Le film éponyme souligne cependant l’atmosphère
« harmonieuse » de la ville et de la région en gommant le
statut de « migrants » des personnages, et se termine par un
happy ending.
2020 :
consécration
En mars
2020, Wu Jun a publié un deuxième roman, « Wanfu » (《万福》),
nouvelle pièce de son puzzle personnel qui a vraiment fait
d’elle « l’écrivaine de Shenzhen ». Le roman est sorti au
moment où la zone économique spéciale de Shenzhen fêtait son
quarantième anniversaire. L’histoire se situe dans deux
espaces proches : le « village de Wanfu » à Shenzhen et Hong
Kong.

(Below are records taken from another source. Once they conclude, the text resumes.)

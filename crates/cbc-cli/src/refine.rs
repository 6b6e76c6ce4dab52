//! # Refine Subcommand
//!
//! Runs one raw value through a refinement constructor and prints the result,
//! or the reason it was refused.
//!
//! ```bash
//! cbc refine fraction 0.7
//! cbc refine ip 999.999.999.999 --permissive
//! ```

use anyhow::Result;
use clap::{Args, ValueEnum};

use cbc_core::{CbcError, EmailAddress, IpAddress, IpPolicy, PhoneNumber, ProperFraction, Slug};

use crate::config::CliConfig;

/// Which refinement to apply.
#[derive(ValueEnum, Debug, Clone, Copy, PartialEq, Eq)]
pub enum RefinementKind {
    /// Dotted-quad IPv4 address, under the configured policy.
    Ip,
    /// Number between 0 and 1 inclusive.
    Fraction,
    /// Lowercase letters and hyphens.
    Slug,
    /// Email address.
    Email,
    /// Phone number.
    Phone,
}

/// Arguments for the `cbc refine` subcommand.
#[derive(Args, Debug)]
pub struct RefineArgs {
    #[arg(value_enum)]
    pub kind: RefinementKind,

    /// The raw value.
    #[arg(value_name = "VALUE", allow_hyphen_values = true)]
    pub value: String,

    /// Use the permissive IP check (unanchored, octets unchecked).
    #[arg(long)]
    pub permissive: bool,
}

/// Apply a refinement, returning the refined value as JSON.
///
/// # Errors
///
/// [`CbcError::Validation`] if the value fails the refinement,
/// [`CbcError::Json`] if a fraction is not a number.
pub fn refine(kind: RefinementKind, raw: &str, policy: IpPolicy) -> Result<serde_json::Value, CbcError> {
    let refined = match kind {
        RefinementKind::Ip => serde_json::to_value(IpAddress::parse_with(raw, policy)?)?,
        RefinementKind::Fraction => {
            let n: f64 = serde_json::from_str(raw.trim())?;
            serde_json::to_value(ProperFraction::new(n)?)?
        }
        RefinementKind::Slug => serde_json::to_value(Slug::new(raw)?)?,
        RefinementKind::Email => serde_json::to_value(EmailAddress::parse(raw)?)?,
        RefinementKind::Phone => serde_json::to_value(PhoneNumber::new(raw)?)?,
    };
    Ok(refined)
}

/// Execute the refine subcommand.
///
/// Returns exit code: 0 if the value was accepted, 1 if refused.
pub fn run_refine(args: &RefineArgs, config: &CliConfig) -> Result<u8> {
    let policy = if args.permissive {
        IpPolicy::Permissive
    } else {
        config.ip_policy
    };
    if args.permissive && args.kind != RefinementKind::Ip {
        tracing::warn!(kind = ?args.kind, "--permissive only affects ip");
    }

    match refine(args.kind, &args.value, policy) {
        Ok(value) => {
            println!("{value}");
            Ok(0)
        }
        Err(e) => {
            println!("rejected: {e}");
            Ok(1)
        }
    }
}

#[cfg(test)]
mod tests {
    use super::*;
    use cbc_core::ValidationError;

    #[test]
    fn ip_policies() {
        assert_eq!(
            refine(RefinementKind::Ip, "127.0.0.1", IpPolicy::Strict).unwrap(),
            serde_json::json!("127.0.0.1")
        );
        assert!(matches!(
            refine(RefinementKind::Ip, "999.999.999.999", IpPolicy::Strict),
            Err(CbcError::Validation(ValidationError::MalformedIpAddress(_)))
        ));
        assert_eq!(
            refine(RefinementKind::Ip, "host 10.0.0.1 ok", IpPolicy::Permissive).unwrap(),
            serde_json::json!("host 10.0.0.1 ok")
        );
    }

    #[test]
    fn fraction() {
        assert_eq!(
            refine(RefinementKind::Fraction, "0.25", IpPolicy::Strict).unwrap(),
            serde_json::json!(0.25)
        );
        assert!(matches!(
            refine(RefinementKind::Fraction, "1.5", IpPolicy::Strict),
            Err(CbcError::Validation(ValidationError::FractionOutOfRange(_)))
        ));
        assert!(matches!(
            refine(RefinementKind::Fraction, "half", IpPolicy::Strict),
            Err(CbcError::Json(_))
        ));
    }

    #[test]
    fn slug_email_phone() {
        assert!(refine(RefinementKind::Slug, "correct-by-construction", IpPolicy::Strict).is_ok());
        assert!(refine(RefinementKind::Slug, "ABC", IpPolicy::Strict).is_err());
        assert!(refine(RefinementKind::Email, "hal@enfield.edu", IpPolicy::Strict).is_ok());
        assert!(refine(RefinementKind::Email, "hal", IpPolicy::Strict).is_err());
        assert_eq!(
            refine(RefinementKind::Phone, " 555-4444 ", IpPolicy::Strict).unwrap(),
            serde_json::json!("555-4444")
        );
    }

    #[test]
    fn exit_codes() {
        let config = CliConfig::default();
        let ok = RefineArgs {
            kind: RefinementKind::Ip,
            value: "999.999.999.999".into(),
            permissive: true,
        };
        assert_eq!(run_refine(&ok, &config).unwrap(), 0);
        let refused = RefineArgs {
            permissive: false,
            ..ok
        };
        assert_eq!(run_refine(&refused, &config).unwrap(), 1);
    }
}
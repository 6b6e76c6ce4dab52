//! # Baseline
//!
//! The metadata every signup record carries from its first phase to its
//! last: an identifier, the browser, and the client's IP address.

use serde::{Deserialize, Serialize};
use uuid::Uuid;

use cbc_core::{IpAddress, IpPolicy, ValidationError};

use crate::browser::Browser;

/// Unique identifier for a signup flow.
#[derive(Debug, Clone, Copy, PartialEq, Eq, Hash, Serialize, Deserialize)]
pub struct SignupId(Uuid);

impl SignupId {
    /// Generate a new random signup identifier.
    pub fn new() -> Self {
        Self(Uuid::new_v4())
    }

    /// Wrap an existing UUID.
    pub fn from_uuid(id: Uuid) -> Self {
        Self(id)
    }

    /// Access the inner UUID.
    pub fn as_uuid(&self) -> &Uuid {
        &self.0
    }
}

impl Default for SignupId {
    fn default() -> Self {
        Self::new()
    }
}

impl std::fmt::Display for SignupId {
    fn fmt(&self, f: &mut std::fmt::Formatter<'_>) -> std::fmt::Result {
        write!(f, "signup:{}", self.0)
    }
}

/// Fields present in every phase.
#[derive(Debug, Clone, PartialEq, Eq, Serialize)]
#[serde(rename_all = "camelCase")]
pub struct Baseline {
    id: SignupId,
    browser: Browser,
    ip_address: IpAddress,
}

impl Baseline {
    /// Baseline for a new signup flow, with a fresh [`SignupId`].
    pub fn new(browser: Browser, ip_address: IpAddress) -> Self {
        Self::with_id(SignupId::new(), browser, ip_address)
    }

    /// Baseline with a caller-chosen identifier.
    pub fn with_id(id: SignupId, browser: Browser, ip_address: IpAddress) -> Self {
        Self {
            id,
            browser,
            ip_address,
        }
    }

    /// Classify the browser name and validate the IP address under `policy`.
    ///
    /// # Errors
    ///
    /// Returns [`ValidationError::MalformedIpAddress`] if the address fails
    /// the policy's check.
    pub fn parse(browser: &str, ip_address: &str, policy: IpPolicy) -> Result<Self, ValidationError> {
        let ip_address = IpAddress::parse_with(ip_address, policy)?;
        Ok(Self::new(Browser::from_name(browser), ip_address))
    }

    /// The signup identifier.
    pub fn id(&self) -> SignupId {
        self.id
    }

    /// The browser the signup started from.
    pub fn browser(&self) -> &Browser {
        &self.browser
    }

    /// The client's IP address.
    pub fn ip_address(&self) -> &IpAddress {
        &self.ip_address
    }
}
//! Interactive viewer for scene files
//!
//! Draws the simulation with egui and reloads the scene whenever the file
//! on disk changes.

use boxsim_core::{
    build_simulation_context_from_source, step_simulation, DrawRecord, Renderer,
    SimulationContext,
};
use eframe::egui;
use notify::{Event, RecommendedWatcher, Watcher};
use std::path::PathBuf;
use std::sync::mpsc;

/// Speed at which the outline is fully red.
const HOT_SPEED: f32 = 0.05;

/// Draws records onto an egui painter, looking down the z axis.
struct PainterRenderer<'a> {
    painter: &'a egui::Painter,
    center: egui::Pos2,
    scale: f32,
    radius: f32,
}

impl Renderer for PainterRenderer<'_> {
    fn draw(&mut self, records: &[DrawRecord]) {
        for record in records {
            let screen_pos = self.center
                + egui::vec2(record.position.x * self.scale, -record.position.y * self.scale);
            let radius = (self.radius * self.scale).max(2.0);

            let fill = egui::Color32::from_rgb(
                channel(record.color.x),
                channel(record.color.y),
                channel(record.color.z),
            );
            let heat = (record.speed / HOT_SPEED).min(1.0);
            let outline = egui::Color32::from_rgb(channel(heat), 64, channel(1.0 - heat));

            self.painter.circle_filled(screen_pos, radius, fill);
            self.painter
                .circle_stroke(screen_pos, radius, egui::Stroke::new(1.5, outline));
        }
    }
}

fn channel(value: f32) -> u8 {
    (value.clamp(0.0, 1.0) * 255.0).round() as u8
}

pub struct ViewerApp {
    source_path: PathBuf,
    source_text: String,
    ctx_opt: Option<SimulationContext>,
    last_load_error: Option<String>,
    playing: bool,
    frames_per_update: f32,
    #[allow(dead_code)] // Kept alive to maintain file watching
    file_watcher: Option<RecommendedWatcher>,
    file_receiver: mpsc::Receiver<notify::Result<Event>>,
    needs_reload: bool,
}

impl ViewerApp {
    pub fn new(source_path: PathBuf, _cc: &eframe::CreationContext<'_>) -> Self {
        let source_text = std::fs::read_to_string(&source_path)
            .unwrap_or_else(|e| format!("Error reading file: {}", e));

        let (tx, rx) = mpsc::channel();
        let mut watcher = notify::recommended_watcher(move |res| {
            // Receiver may already be gone during shutdown
            let _ = tx.send(res);
        })
        .ok();

        if let Some(ref mut w) = watcher {
            if let Err(e) = w.watch(&source_path, notify::RecursiveMode::NonRecursive) {
                log::warn!("not watching {}: {}", source_path.display(), e);
            }
        }

        let mut app = Self {
            source_path,
            source_text,
            ctx_opt: None,
            last_load_error: None,
            playing: false,
            frames_per_update: 1.0,
            file_watcher: watcher,
            file_receiver: rx,
            needs_reload: false,
        };

        app.reload_context();

        app
    }

    fn reload_context(&mut self) {
        match build_simulation_context_from_source(&self.source_text) {
            Ok((ctx, diagnostics)) => {
                log::info!(
                    "loaded {} ({} particles, {} warnings)",
                    self.source_path.display(),
                    ctx.simulation.len(),
                    diagnostics.warnings().count()
                );
                self.ctx_opt = Some(ctx);
                self.last_load_error = None;
            }
            Err(e) => {
                self.last_load_error = Some(e.to_string());
                self.ctx_opt = None;
                self.playing = false;
            }
        }
    }

    fn check_file_changes(&mut self) {
        while let Ok(event) = self.file_receiver.try_recv() {
            match event {
                Ok(Event {
                    kind: notify::EventKind::Modify(_),
                    paths,
                    ..
                }) => {
                    if paths.contains(&self.source_path) {
                        if let Ok(new_text) = std::fs::read_to_string(&self.source_path) {
                            self.source_text = new_text;
                            self.needs_reload = true;
                        }
                    }
                }
                Ok(_) => {}
                Err(e) => {
                    log::error!("file watcher error: {}", e);
                }
            }
        }

        if self.needs_reload {
            self.reload_context();
            self.needs_reload = false;
        }
    }
}

impl eframe::App for ViewerApp {
    fn update(&mut self, ctx: &egui::Context, _frame: &mut eframe::Frame) {
        self.check_file_changes();

        egui::TopBottomPanel::top("controls").show(ctx, |ui| {
            ui.horizontal(|ui| {
                if ui.button(if self.playing { "⏸ Pause" } else { "▶ Play" }).clicked() {
                    self.playing = !self.playing;
                }

                if ui.button("⏮ Reset").clicked() {
                    self.reload_context();
                    self.playing = false;
                }

                if ui.button("⏭ Step").clicked() {
                    if let Some(ref mut sim_ctx) = self.ctx_opt {
                        step_simulation(sim_ctx);
                    }
                }

                ui.separator();

                ui.label("Frames/update:");
                ui.add(egui::Slider::new(&mut self.frames_per_update, 1.0..=20.0));

                ui.separator();

                if let Some(ref sim_ctx) = self.ctx_opt {
                    ui.label(format!(
                        "Frame: {} / {}  t = {:.3}  E = {:.6}",
                        sim_ctx.current_frame,
                        sim_ctx.max_frames,
                        sim_ctx.simulation.elapsed(),
                        sim_ctx.simulation.kinetic_energy()
                    ));
                }
            });
        });

        egui::CentralPanel::default().show(ctx, |ui| {
            let rect = ui.max_rect();
            let painter = ui.painter();

            if let Some(ref sim_ctx) = self.ctx_opt {
                let params = sim_ctx.simulation.params();
                let center = rect.center();
                let scale = (rect.width().min(rect.height()) / (2.0 * params.boundary)) * 0.9;

                let wall = egui::Rect::from_center_size(
                    center,
                    egui::vec2(2.0 * params.boundary * scale, 2.0 * params.boundary * scale),
                );
                painter.rect_stroke(wall, 0.0, egui::Stroke::new(1.0, egui::Color32::GRAY));

                let mut renderer = PainterRenderer {
                    painter,
                    center,
                    scale,
                    radius: params.radius,
                };
                sim_ctx.simulation.render(&mut renderer);
            }

            if let Some(ref error) = self.last_load_error {
                ui.vertical_centered(|ui| {
                    ui.add_space(rect.height() * 0.4);
                    ui.label(
                        egui::RichText::new(format!("Error: {}", error))
                            .color(egui::Color32::RED)
                            .size(16.0),
                    );
                });
            }
        });

        if self.playing {
            if let Some(ref mut sim_ctx) = self.ctx_opt {
                let frames = self.frames_per_update.round().max(1.0) as usize;
                for _ in 0..frames {
                    if step_simulation(sim_ctx) {
                        self.playing = false;
                        break;
                    }
                }
            }
            ctx.request_repaint();
        }
    }
}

L’histoire est celle, sur trois générations, de deux
familles de Shenzhen qui quittent la ville pour aller vivre
et travailler à Hong Kong, sur une période troublée de
quarante ans. Si les thèmes sont semblables, la vie des
migrants au milieu des désillusions, de l’hypocrisie et des
absurdités quotidiennes, le style et les méthodes narratives
ont évolué tout comme l’expression : l’utilisation de
différents dialectes cantonais trahit les intérêts
linguistiques de Wu Jun ; elle enrichit l’expression de
termes locaux qui contribuent à l’authenticité de son récit,
tout en restant compréhensibles. Elle rejoint là la cohorte
croissante d’écrivains chinois qui utilisent et mettent en
valeur les dialectes locaux dans leurs œuvres.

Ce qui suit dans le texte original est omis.